As part of the most recent releases of the Windows 11 operating system, Microsoft is now taking measures to thwart Remote Desktop Protocol (RDP) brute-force attacks in an effort to raise the security bar in response to the growing threat landscape. The default setting for Windows 11 builds, namely Insider Preview versions 22528.1000 and newer, locks accounts automatically after 10 unsuccessful sign-in attempts for ten minutes.
“Win11 builds now have a DEFAULT account lockout policy to mitigate RDP and other brute-force password vectors,” said David Weston, Microsoft’s vice president for OS security and enterprise. “This technique is very commonly used in Human Operated Ransomware and other attacks — this control will make brute forcing much harder which is awesome!”
It’s important to note that although Windows 10 currently includes this account lockout feature, it is not turned on by default. Additionally anticipated to be backported to earlier versions of Office is the capability, which comes after the decision to continue restricting Visual Basic Application (VBA) macros for Office documents.

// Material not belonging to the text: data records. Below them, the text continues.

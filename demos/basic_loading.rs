//! Basic loading example for archetype_gltf
//!
//! Usage: `cargo run --example basic_loading -- path/to/model.gltf`

use archetype_gltf::{Category, Extensions, GltfDataBuffer, Options, Parser};
use std::path::Path;

fn main() -> anyhow::Result<()> {
    env_logger::init();

    let Some(path) = std::env::args().nth(1) else {
        println!("archetype_gltf v{}", archetype_gltf::VERSION);
        println!("usage: basic_loading <model.gltf|model.glb>");
        return Ok(());
    };

    let data = GltfDataBuffer::from_path(&path)?;
    let base_dir = Path::new(&path).parent().unwrap_or(Path::new("."));

    // Act on every extension the crate knows about
    let mut parser = Parser::new(Extensions::all());
    let mut document = parser.load_gltf(&data, base_dir, Options::empty())?;

    // Only what a renderer needs, then check references
    document.parse(Category::ONLY_RENDERABLE)?;
    document.validate()?;

    let asset = document.asset();
    if let Some(info) = &asset.asset_info {
        println!("glTF {} ({})", info.version, info.generator.as_deref().unwrap_or("unknown"));
    }
    println!("Loaded {} meshes", asset.meshes.len());
    println!("Loaded {} materials", asset.materials.len());
    println!("Loaded {} textures", asset.textures.len());
    println!("Loaded {} nodes", asset.nodes.len());
    for (i, buffer) in asset.buffers.iter().enumerate() {
        println!("buffer {i}: {} bytes, {:?}", buffer.byte_length, buffer.data.mime_type());
    }

    println!("Basic loading example complete!");
    Ok(())
}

Apart from malicious macros, brute-forced RDP access has long been one of the most popular methods employed by threat actors to enter Windows computers without authorization. One of the busiest ransomware groups in 2022, LockBit, is believed to frequently rely on RDP for its initial foothold and subsequent operations. Conti, Hive, Crysis PYSA, SamSam, and Dharma are other families that have been seen employing a similar approach. The goal of establishing this new threshold is to drastically reduce the potency of the RDP attack vector and prevent attacks that rely on brute-force password guessing and stolen credentials.
“Brute-forcing RDP is the most common method used by threat actors attempting to gain access to Windows systems and execute malware,” noted Zscaler. “Threat actors scan for […] publicly open RDP ports to conduct distributed brute-force attacks. Systems that use weak credentials are easy targets, and, once compromised, attackers sell access to the hacked systems on the dark web to other cybercriminals.”
According to Microsoft’s documentation, the account lockout threshold policy option may be abused to launch denial-of-service (DoS) attacks. The company warns that a hostile person might automate a series of password attacks against every user in the organization. The attacker could lock all accounts if the number of tries exceeds the threshold value for account lockout.